ASPECTOS HISTÓRICOS e 'PRAZO DE VALIDADE'
Um ponto importante para entender as motivações da ação afirmativa, aponta Flávia Ribeiro, é relembrar de aspectos históricos da formação da sociedade brasileira: "É importante saber da História do nosso país para poder respeitar a legislação. Como tivemos uma escravidão legitimada pelo estado e uma abolição ‘fake’, que não trabalhou de forma a colocar os libertos como cidadãos dignos, isso deixou resquícios do passado escravocrata até hoje; a população com menos renda e estudo no Brasil até hoje é a população negra".

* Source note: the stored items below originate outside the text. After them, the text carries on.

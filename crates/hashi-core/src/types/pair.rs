use serde::{Deserialize, Serialize};

/// A known translation: a source-language word and its target-language
/// counterpart, used as supervision when fitting a mapping.
///
/// Deserializes either from `{"source": .., "target": ..}` or from the
/// two-element array form `["mother", "Mutter"]` used by word-pair lists.
#[derive(Debug, Clone, PartialEq, Eq, Hash, Serialize, Deserialize)]
#[serde(from = "PairRepr")]
pub struct BilingualPair {
    /// Word in the source language.
    pub source: String,
    /// Word in the target language.
    pub target: String,
}

impl BilingualPair {
    #[must_use]
    pub fn new(source: impl Into<String>, target: impl Into<String>) -> Self {
        Self {
            source: source.into(),
            target: target.into(),
        }
    }
}

impl<S: Into<String>, T: Into<String>> From<(S, T)> for BilingualPair {
    fn from((source, target): (S, T)) -> Self {
        Self::new(source, target)
    }
}

impl std::fmt::Display for BilingualPair {
    fn fmt(&self, f: &mut std::fmt::Formatter<'_>) -> std::fmt::Result {
        write!(f, "({}, {})", self.source, self.target)
    }
}

#[derive(Deserialize)]
#[serde(untagged)]
enum PairRepr {
    Tuple(String, String),
    Struct { source: String, target: String },
}

impl From<PairRepr> for BilingualPair {
    fn from(repr: PairRepr) -> Self {
        match repr {
            PairRepr::Tuple(source, target) | PairRepr::Struct { source, target } => {
                Self { source, target }
            }
        }
    }
}
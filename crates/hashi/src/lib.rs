//! # Hashi
//!
//! Learns a linear map between two word-embedding spaces from a handful of
//! known translations, then proposes translations for other words by
//! nearest-neighbor search in the target space.
//!
//! The pipeline has three stages, each in its own crate:
//!
//! 1. [`PairFilter`] keeps the translation pairs both vocabularies know.
//! 2. [`MappingTrainer`] fits `W (target_dim × source_dim)` with one SGD
//!    regression per target dimension.
//! 3. [`SimilarityRanker`] maps a query with `W` and ranks every target word
//!    by dot product with its unit-normalized vector.
//!
//! [`BilingualMapper`] runs all three behind a single object.
//!
//! ## Quick Start
//!
//! ```rust
//! use hashi::{BilingualMapper, BilingualPair, InMemorySpace, LanguagePair, MapperConfig};
//!
//! let en = InMemorySpace::new(3, vec![
//!     ("mother", vec![1.0, 0.0, 0.0]),
//!     ("father", vec![0.0, 1.0, 0.0]),
//!     ("house", vec![0.0, 0.0, 1.0]),
//! ]).unwrap();
//! let de = InMemorySpace::new(2, vec![
//!     ("Mutter", vec![1.0, 0.0]),
//!     ("Vater", vec![0.0, 1.0]),
//! ]).unwrap();
//!
//! let pairs = vec![
//!     BilingualPair::new("mother", "Mutter"),
//!     BilingualPair::new("father", "Vater"),
//! ];
//! let mapper = BilingualMapper::new(
//!     LanguagePair::new("en", "de"), en, de, pairs, MapperConfig::default(),
//! ).unwrap();
//!
//! mapper.train().unwrap();
//! assert_eq!(mapper.mapping().unwrap().shape(), (2, 3));
//!
//! let candidates = mapper.most_similar("mother", 10).unwrap();
//! assert!(candidates.len() <= 2);
//! assert!(mapper.most_similar("Haus", 10).unwrap().is_empty());
//! ```
pub mod engine;

// Re-export primary API
pub use engine::{BilingualMapper, MapperConfig};
pub use hashi_core::{
    BilingualPair, Candidate, EmbeddingSpace, HashiError, InMemorySpace, LanguagePair,
    MappingMatrix, PairFilter, Result, SimilarityResult,
};
pub use hashi_trainer::{
    LearningRate, MappingTrainer, SgdConfig, TrainerConfig, TrainingReport,
};
pub use hashi_vecdb::{SimilarityRanker, DEFAULT_CUTOFF};
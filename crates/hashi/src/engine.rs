//! # Bilingual Mapper
//!
//! Ties two embedding spaces, their shared translation pairs and a trained
//! mapping together behind one API with an explicit untrained/trained
//! lifecycle.

use std::sync::{Arc, Mutex, PoisonError, RwLock};

use hashi_core::{
    BilingualPair, EmbeddingSpace, HashiError, LanguagePair, MappingMatrix, PairFilter, Result,
    SimilarityResult,
};
use hashi_trainer::{MappingTrainer, TrainedMapping, TrainerConfig, TrainingReport};
use hashi_vecdb::{SimilarityRanker, DEFAULT_CUTOFF};
use serde::{Deserialize, Serialize};
use tracing::{debug, info};

/// Configuration for [`BilingualMapper`].
#[derive(Debug, Clone, PartialEq, Serialize, Deserialize)]
#[serde(default)]
pub struct MapperConfig {
    /// How the mapping is fitted.
    pub trainer: TrainerConfig,
    /// Cutoff used by [`BilingualMapper::most_similar_default`].
    pub default_cutoff: usize,
}

impl Default for MapperConfig {
    fn default() -> Self {
        Self {
            trainer: TrainerConfig::default(),
            default_cutoff: DEFAULT_CUTOFF,
        }
    }
}

impl MapperConfig {
    /// Create a new mapper configuration with default settings.
    pub fn new() -> Self {
        Self::default()
    }

    /// Set the trainer configuration.
    pub fn with_trainer(mut self, trainer: TrainerConfig) -> Self {
        self.trainer = trainer;
        self
    }

    /// Set the default number of candidates returned per query (at least 1).
    pub fn with_default_cutoff(mut self, cutoff: usize) -> Self {
        self.default_cutoff = cutoff.max(1);
        self
    }
}

/// Where the mapper is in its lifecycle.
#[derive(Debug, Clone, Default)]
enum MappingState {
    #[default]
    Untrained,
    Trained(Arc<TrainedMapping>),
}

/// Learns a linear map from a source embedding space into a target
/// embedding space and uses it to propose translations.
///
/// Construction filters the translation pairs down to words both spaces
/// know. [`train`](Self::train) fits the mapping; until it succeeds every
/// query fails with [`HashiError::NotTrained`]. Retraining replaces the
/// mapping as a whole, and a failed run leaves the previous mapping in
/// place. The mapper can be shared across threads: queries run
/// concurrently and never see a half-built mapping.
///
/// # Examples
///
/// ```
/// use hashi::{BilingualMapper, BilingualPair, InMemorySpace, LanguagePair, MapperConfig};
///
/// let en = InMemorySpace::new(2, vec![
///     ("mother", vec![1.0, 0.0]),
///     ("father", vec![0.0, 1.0]),
/// ]).unwrap();
/// let de = InMemorySpace::new(2, vec![
///     ("Mutter", vec![0.0, 1.0]),
///     ("Vater", vec![1.0, 0.0]),
/// ]).unwrap();
/// let pairs = vec![
///     BilingualPair::new("mother", "Mutter"),
///     BilingualPair::new("father", "Vater"),
/// ];
///
/// let mapper = BilingualMapper::new(
///     LanguagePair::new("en", "de"),
///     en,
///     de,
///     pairs,
///     MapperConfig::default(),
/// ).unwrap();
///
/// assert!(mapper.most_similar("mother", 1).is_err());
///
/// mapper.train().unwrap();
/// assert_eq!(mapper.mapping().unwrap().shape(), (2, 2));
/// ```
pub struct BilingualMapper<S, T> {
    languages: LanguagePair,
    source: S,
    target: T,
    pairs: Vec<BilingualPair>,
    config: MapperConfig,
    trainer: MappingTrainer,
    state: RwLock<MappingState>,
    training: Mutex<()>,
}

impl<S, T> BilingualMapper<S, T>
where
    S: EmbeddingSpace,
    T: EmbeddingSpace,
{
    /// Creates an untrained mapper, keeping only the pairs whose source word
    /// is in `source` and whose target word is in `target`.
    ///
    /// A `default_cutoff` of zero, e.g. from a JSON config, is raised to 1.
    ///
    /// # Errors
    /// - [`HashiError::Dimension`] if either space has dimension zero.
    /// - [`HashiError::Data`] if the SGD settings are out of range.
    pub fn new<I>(
        languages: LanguagePair,
        source: S,
        target: T,
        raw_pairs: I,
        mut config: MapperConfig,
    ) -> Result<Self>
    where
        I: IntoIterator<Item = BilingualPair>,
    {
        if source.dimension() == 0 {
            return Err(HashiError::dimension(
                format!("{} embedding dimension", languages.source),
                1,
                0,
            ));
        }
        if target.dimension() == 0 {
            return Err(HashiError::dimension(
                format!("{} embedding dimension", languages.target),
                1,
                0,
            ));
        }

        config.trainer.sgd.validate()?;
        config.default_cutoff = config.default_cutoff.max(1);

        let pairs = PairFilter::new(&source, &target).filter(raw_pairs);
        info!(
            "{} mapper: {} usable pairs, {} -> {} dimensions, {} target words",
            languages,
            pairs.len(),
            source.dimension(),
            target.dimension(),
            target.len()
        );

        let trainer = MappingTrainer::new(config.trainer.clone());
        Ok(Self {
            languages,
            source,
            target,
            pairs,
            config,
            trainer,
            state: RwLock::new(MappingState::Untrained),
            training: Mutex::new(()),
        })
    }

    /// Fits the mapping on the current pairs and installs it.
    ///
    /// Concurrent calls run one at a time. Queries issued meanwhile keep
    /// using the previous mapping (or keep failing with
    /// [`HashiError::NotTrained`]) until the new one is complete.
    ///
    /// # Errors
    /// - [`HashiError::Data`] if no pairs survived filtering or a regression
    ///   diverged.
    /// - [`HashiError::Dimension`] on vector-length inconsistencies.
    ///
    /// On error the previous mapping, if any, is untouched.
    pub fn train(&self) -> Result<()> {
        let _serialized = self.training.lock().unwrap_or_else(PoisonError::into_inner);

        let trained = self.trainer.train(&self.pairs, &self.source, &self.target)?;
        debug!("{} mapping trained: {:?}", self.languages, trained.report);

        let mut state = self.state.write().unwrap_or_else(PoisonError::into_inner);
        *state = MappingState::Trained(Arc::new(trained));
        Ok(())
    }

    /// Re-filters a new list of translation pairs, replacing the current
    /// ones. The installed mapping is kept until the next
    /// [`train`](Self::train). Returns the number of usable pairs.
    pub fn replace_pairs<I>(&mut self, raw_pairs: I) -> usize
    where
        I: IntoIterator<Item = BilingualPair>,
    {
        self.pairs = PairFilter::new(&self.source, &self.target).filter(raw_pairs);
        self.pairs.len()
    }

    /// The `cutoff` target words most similar to the mapped vector of
    /// `token`, best first.
    ///
    /// Returns an empty result when `token` is not in the source space.
    ///
    /// # Errors
    /// [`HashiError::NotTrained`] before the first successful training.
    pub fn most_similar(&self, token: &str, cutoff: usize) -> Result<SimilarityResult> {
        let trained = self.trained()?;
        SimilarityRanker::new(&self.source, &self.target, &trained.matrix)?.rank(token, cutoff)
    }

    /// [`most_similar`](Self::most_similar) with the configured default
    /// cutoff.
    pub fn most_similar_default(&self, token: &str) -> Result<SimilarityResult> {
        self.most_similar(token, self.config.default_cutoff)
    }

    /// Ranks the target space against a raw source-space vector, for
    /// queries that have no entry in the source vocabulary.
    pub fn most_similar_to_vector(
        &self,
        vector: &[f32],
        cutoff: usize,
    ) -> Result<SimilarityResult> {
        let trained = self.trained()?;
        SimilarityRanker::new(&self.source, &self.target, &trained.matrix)?
            .rank_source_vector(vector, cutoff)
    }

    pub fn is_trained(&self) -> bool {
        matches!(*self.read_state(), MappingState::Trained(_))
    }

    /// The installed mapping, `(target_dim, source_dim)`.
    pub fn mapping(&self) -> Result<MappingMatrix> {
        Ok(self.trained()?.matrix.clone())
    }

    /// Report of the run that produced the installed mapping.
    pub fn training_report(&self) -> Result<TrainingReport> {
        Ok(self.trained()?.report.clone())
    }

    /// Translation pairs usable for training, in input order.
    pub fn pairs(&self) -> &[BilingualPair] {
        &self.pairs
    }

    pub fn languages(&self) -> &LanguagePair {
        &self.languages
    }

    pub fn source(&self) -> &S {
        &self.source
    }

    pub fn target(&self) -> &T {
        &self.target
    }

    pub fn config(&self) -> &MapperConfig {
        &self.config
    }

    fn trained(&self) -> Result<Arc<TrainedMapping>> {
        match &*self.read_state() {
            MappingState::Trained(trained) => Ok(Arc::clone(trained)),
            MappingState::Untrained => Err(HashiError::NotTrained),
        }
    }

    fn read_state(&self) -> std::sync::RwLockReadGuard<'_, MappingState> {
        self.state.read().unwrap_or_else(PoisonError::into_inner)
    }
}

A previsão inicial era de que a lei passasse por uma análise na Câmara dos Deputados após completar 10 anos, o que aconteceria no passado. Apesar disso, a revisão acabou sendo adiada e ainda não aconteceu. A ideia é que ela entre na pauta e possa passar por alterações em breve. Apesar disso, na avaliação dos principais especialistas em educação, a medida deve seguir funcionado pelos próximos anos.
"Ela não é uma medida eterna, tem um prazo de validade. Esse prazo foi estendido porque não conseguimos alcançar as metas que a gente gostaria de alcançar na educação. Ela precisa perdurar até que, de fato, a gente tenha as mesmas oportunidades na educação para todos", conclui a advogada.